_TASK DETAILS:_ The number of lines in the entries below holding the word "position" is all that is needed here.

_RECORD SET:_
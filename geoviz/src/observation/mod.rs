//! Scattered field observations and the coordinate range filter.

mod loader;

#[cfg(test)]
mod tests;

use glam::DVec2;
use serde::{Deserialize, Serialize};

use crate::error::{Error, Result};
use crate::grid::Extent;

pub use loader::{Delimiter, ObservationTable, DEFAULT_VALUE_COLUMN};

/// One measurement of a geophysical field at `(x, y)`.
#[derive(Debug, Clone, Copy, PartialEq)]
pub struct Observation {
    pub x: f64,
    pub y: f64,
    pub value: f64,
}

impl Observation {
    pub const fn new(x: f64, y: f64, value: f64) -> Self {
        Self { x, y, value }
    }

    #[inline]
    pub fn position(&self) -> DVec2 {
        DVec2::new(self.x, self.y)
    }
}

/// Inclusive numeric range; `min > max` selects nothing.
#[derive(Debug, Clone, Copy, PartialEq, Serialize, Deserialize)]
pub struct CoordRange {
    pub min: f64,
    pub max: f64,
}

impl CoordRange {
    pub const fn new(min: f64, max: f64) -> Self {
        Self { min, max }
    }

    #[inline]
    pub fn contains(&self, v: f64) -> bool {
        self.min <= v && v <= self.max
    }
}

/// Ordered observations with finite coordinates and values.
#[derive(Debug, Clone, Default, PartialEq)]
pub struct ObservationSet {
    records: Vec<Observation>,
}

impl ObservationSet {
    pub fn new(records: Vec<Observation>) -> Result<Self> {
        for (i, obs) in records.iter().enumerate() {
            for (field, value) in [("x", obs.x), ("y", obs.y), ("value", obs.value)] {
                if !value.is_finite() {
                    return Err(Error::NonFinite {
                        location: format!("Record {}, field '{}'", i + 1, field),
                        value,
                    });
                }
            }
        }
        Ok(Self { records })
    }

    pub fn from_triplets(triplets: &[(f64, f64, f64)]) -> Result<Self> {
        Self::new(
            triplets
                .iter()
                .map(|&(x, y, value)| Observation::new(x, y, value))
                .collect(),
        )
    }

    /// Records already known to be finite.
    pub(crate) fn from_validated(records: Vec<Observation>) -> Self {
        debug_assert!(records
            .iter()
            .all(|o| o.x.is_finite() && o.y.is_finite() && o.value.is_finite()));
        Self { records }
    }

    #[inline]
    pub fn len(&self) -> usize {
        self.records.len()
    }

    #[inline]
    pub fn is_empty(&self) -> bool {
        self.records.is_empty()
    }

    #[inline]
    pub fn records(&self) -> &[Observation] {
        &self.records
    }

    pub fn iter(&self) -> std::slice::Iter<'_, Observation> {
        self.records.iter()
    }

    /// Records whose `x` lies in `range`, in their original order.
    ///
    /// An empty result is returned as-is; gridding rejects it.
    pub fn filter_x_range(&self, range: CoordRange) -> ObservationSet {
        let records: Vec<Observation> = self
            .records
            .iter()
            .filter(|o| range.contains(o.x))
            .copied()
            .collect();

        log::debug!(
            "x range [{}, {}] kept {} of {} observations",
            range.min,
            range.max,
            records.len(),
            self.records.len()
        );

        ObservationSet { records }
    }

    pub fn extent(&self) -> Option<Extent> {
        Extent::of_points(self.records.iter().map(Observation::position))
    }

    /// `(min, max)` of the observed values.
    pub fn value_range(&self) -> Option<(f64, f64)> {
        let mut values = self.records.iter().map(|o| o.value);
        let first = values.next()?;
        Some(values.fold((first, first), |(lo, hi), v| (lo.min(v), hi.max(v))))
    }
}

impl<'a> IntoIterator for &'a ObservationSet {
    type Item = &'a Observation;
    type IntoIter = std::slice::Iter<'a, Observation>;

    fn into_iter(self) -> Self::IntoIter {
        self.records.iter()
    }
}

--

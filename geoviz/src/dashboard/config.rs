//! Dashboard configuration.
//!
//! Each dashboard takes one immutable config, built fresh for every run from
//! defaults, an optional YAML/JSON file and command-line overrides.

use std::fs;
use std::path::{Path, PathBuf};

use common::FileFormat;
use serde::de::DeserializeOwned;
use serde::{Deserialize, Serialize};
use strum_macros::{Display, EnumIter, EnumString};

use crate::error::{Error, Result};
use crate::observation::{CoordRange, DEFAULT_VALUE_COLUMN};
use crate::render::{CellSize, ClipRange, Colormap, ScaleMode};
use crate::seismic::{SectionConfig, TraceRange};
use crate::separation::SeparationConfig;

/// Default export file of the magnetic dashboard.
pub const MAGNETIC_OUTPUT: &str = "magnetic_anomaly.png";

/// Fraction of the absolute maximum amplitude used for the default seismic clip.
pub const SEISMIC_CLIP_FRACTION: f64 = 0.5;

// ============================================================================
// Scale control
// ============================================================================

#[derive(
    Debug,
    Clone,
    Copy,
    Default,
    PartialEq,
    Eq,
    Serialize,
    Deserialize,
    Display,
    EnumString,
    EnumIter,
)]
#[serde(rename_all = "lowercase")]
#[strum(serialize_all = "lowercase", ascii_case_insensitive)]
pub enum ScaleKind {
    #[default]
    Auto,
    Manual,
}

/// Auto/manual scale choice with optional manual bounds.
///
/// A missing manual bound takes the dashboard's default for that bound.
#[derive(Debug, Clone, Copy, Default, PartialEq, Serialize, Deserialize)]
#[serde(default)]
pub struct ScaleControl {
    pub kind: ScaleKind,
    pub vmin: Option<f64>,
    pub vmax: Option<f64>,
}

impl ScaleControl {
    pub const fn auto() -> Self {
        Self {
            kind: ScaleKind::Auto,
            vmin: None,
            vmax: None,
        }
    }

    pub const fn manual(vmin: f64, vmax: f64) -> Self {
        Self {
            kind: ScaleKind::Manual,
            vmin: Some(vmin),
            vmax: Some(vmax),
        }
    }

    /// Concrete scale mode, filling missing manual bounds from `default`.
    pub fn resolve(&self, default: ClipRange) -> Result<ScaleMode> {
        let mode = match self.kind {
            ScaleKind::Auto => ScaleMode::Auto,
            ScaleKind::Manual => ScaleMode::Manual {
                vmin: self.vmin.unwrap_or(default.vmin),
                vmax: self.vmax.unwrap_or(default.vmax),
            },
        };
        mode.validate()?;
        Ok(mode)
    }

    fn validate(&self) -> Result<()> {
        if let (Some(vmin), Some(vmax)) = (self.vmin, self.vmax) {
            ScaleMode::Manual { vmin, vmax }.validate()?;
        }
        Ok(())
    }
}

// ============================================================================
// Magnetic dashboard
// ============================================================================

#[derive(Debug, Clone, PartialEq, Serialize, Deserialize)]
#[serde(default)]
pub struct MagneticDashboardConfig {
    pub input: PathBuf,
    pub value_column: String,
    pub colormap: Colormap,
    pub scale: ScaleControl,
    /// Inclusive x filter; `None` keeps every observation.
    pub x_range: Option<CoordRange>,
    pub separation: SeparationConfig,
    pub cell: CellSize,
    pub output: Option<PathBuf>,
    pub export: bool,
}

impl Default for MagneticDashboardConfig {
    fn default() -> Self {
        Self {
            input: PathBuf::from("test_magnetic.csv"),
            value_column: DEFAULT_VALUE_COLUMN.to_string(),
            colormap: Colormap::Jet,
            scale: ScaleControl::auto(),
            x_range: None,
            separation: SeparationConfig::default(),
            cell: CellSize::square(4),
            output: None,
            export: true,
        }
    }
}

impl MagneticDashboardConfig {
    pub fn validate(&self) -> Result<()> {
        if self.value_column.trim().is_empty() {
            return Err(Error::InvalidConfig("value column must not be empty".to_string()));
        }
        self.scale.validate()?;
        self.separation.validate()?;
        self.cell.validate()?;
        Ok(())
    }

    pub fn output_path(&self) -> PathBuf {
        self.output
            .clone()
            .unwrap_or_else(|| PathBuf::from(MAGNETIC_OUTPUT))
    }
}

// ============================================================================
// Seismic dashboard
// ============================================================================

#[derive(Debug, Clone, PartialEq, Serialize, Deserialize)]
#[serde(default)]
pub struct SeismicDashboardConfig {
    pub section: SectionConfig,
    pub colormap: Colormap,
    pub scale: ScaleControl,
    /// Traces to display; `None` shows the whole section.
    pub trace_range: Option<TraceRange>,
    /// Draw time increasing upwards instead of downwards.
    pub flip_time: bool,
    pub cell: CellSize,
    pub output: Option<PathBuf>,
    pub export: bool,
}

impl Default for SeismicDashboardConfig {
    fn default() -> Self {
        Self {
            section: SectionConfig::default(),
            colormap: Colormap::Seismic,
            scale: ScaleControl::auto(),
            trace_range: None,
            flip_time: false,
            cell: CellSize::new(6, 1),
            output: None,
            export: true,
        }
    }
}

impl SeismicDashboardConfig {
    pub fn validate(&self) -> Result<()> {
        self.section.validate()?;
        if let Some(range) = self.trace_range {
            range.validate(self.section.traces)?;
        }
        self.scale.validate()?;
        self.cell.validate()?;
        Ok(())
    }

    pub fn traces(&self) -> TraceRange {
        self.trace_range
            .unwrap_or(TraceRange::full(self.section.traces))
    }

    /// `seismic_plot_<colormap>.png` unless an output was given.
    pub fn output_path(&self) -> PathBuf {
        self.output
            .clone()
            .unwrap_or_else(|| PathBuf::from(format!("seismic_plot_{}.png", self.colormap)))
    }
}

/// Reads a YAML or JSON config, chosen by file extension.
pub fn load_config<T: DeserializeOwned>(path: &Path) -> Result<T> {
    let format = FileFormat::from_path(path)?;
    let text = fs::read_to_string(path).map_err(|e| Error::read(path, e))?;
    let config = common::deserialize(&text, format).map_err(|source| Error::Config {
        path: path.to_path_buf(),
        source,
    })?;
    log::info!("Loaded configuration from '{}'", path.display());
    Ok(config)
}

* * *

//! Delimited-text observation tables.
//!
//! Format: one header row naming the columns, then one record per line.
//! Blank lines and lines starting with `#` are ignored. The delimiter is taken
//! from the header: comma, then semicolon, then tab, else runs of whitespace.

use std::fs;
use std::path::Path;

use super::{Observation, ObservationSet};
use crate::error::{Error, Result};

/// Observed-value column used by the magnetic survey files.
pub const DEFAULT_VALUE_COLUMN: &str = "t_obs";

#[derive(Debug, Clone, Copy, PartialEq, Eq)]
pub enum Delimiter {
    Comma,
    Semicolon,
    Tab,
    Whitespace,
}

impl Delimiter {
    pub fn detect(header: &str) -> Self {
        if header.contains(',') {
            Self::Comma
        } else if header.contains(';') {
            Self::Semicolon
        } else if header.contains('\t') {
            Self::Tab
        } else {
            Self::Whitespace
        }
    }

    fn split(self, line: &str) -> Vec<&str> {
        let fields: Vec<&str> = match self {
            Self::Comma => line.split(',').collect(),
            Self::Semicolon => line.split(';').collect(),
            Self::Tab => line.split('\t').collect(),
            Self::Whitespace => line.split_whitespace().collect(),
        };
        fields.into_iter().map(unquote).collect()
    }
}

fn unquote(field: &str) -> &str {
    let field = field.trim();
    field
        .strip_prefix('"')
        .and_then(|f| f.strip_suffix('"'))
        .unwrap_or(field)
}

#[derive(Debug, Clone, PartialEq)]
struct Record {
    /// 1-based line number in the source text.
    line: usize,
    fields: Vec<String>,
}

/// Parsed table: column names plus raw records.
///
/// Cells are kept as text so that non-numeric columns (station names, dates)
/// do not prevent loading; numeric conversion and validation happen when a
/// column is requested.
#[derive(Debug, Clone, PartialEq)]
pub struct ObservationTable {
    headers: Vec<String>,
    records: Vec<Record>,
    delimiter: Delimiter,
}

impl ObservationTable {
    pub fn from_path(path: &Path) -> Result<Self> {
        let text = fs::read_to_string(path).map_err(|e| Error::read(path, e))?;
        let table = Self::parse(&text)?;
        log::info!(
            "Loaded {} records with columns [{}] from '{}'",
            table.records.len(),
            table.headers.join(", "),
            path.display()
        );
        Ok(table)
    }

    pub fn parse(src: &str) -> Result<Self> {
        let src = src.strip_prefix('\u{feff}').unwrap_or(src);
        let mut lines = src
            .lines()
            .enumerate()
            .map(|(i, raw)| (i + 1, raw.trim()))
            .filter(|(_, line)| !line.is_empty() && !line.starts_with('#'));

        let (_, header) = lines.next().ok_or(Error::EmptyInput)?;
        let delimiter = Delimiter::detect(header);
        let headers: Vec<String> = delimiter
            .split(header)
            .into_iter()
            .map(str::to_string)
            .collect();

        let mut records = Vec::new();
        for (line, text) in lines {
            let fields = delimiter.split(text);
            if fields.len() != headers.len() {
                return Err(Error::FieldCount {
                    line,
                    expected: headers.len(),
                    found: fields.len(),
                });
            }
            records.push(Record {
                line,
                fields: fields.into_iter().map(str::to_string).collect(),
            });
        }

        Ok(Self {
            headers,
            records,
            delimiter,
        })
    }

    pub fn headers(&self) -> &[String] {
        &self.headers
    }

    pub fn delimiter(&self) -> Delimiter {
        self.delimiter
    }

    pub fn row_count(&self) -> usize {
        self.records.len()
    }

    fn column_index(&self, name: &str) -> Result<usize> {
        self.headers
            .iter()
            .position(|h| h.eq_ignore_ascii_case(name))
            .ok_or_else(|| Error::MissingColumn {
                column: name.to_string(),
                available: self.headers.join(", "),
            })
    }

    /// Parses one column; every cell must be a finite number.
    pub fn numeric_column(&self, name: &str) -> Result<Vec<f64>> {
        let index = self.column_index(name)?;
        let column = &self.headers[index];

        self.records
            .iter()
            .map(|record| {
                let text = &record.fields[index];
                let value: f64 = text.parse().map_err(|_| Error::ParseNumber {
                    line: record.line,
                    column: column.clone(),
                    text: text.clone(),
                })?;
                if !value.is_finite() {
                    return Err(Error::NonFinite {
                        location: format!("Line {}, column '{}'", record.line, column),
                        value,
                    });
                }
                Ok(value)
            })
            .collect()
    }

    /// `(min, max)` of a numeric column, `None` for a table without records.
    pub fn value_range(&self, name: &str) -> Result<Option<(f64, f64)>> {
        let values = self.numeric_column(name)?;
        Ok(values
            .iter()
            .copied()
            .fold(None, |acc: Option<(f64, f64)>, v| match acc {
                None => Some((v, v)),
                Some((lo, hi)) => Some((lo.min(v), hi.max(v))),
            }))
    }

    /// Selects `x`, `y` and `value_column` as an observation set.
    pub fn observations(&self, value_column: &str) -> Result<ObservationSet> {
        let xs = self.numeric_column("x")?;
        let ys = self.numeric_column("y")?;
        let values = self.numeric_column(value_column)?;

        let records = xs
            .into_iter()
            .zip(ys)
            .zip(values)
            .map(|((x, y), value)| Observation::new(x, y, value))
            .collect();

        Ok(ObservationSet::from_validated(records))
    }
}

_FINISHED EXERCISE:_ 3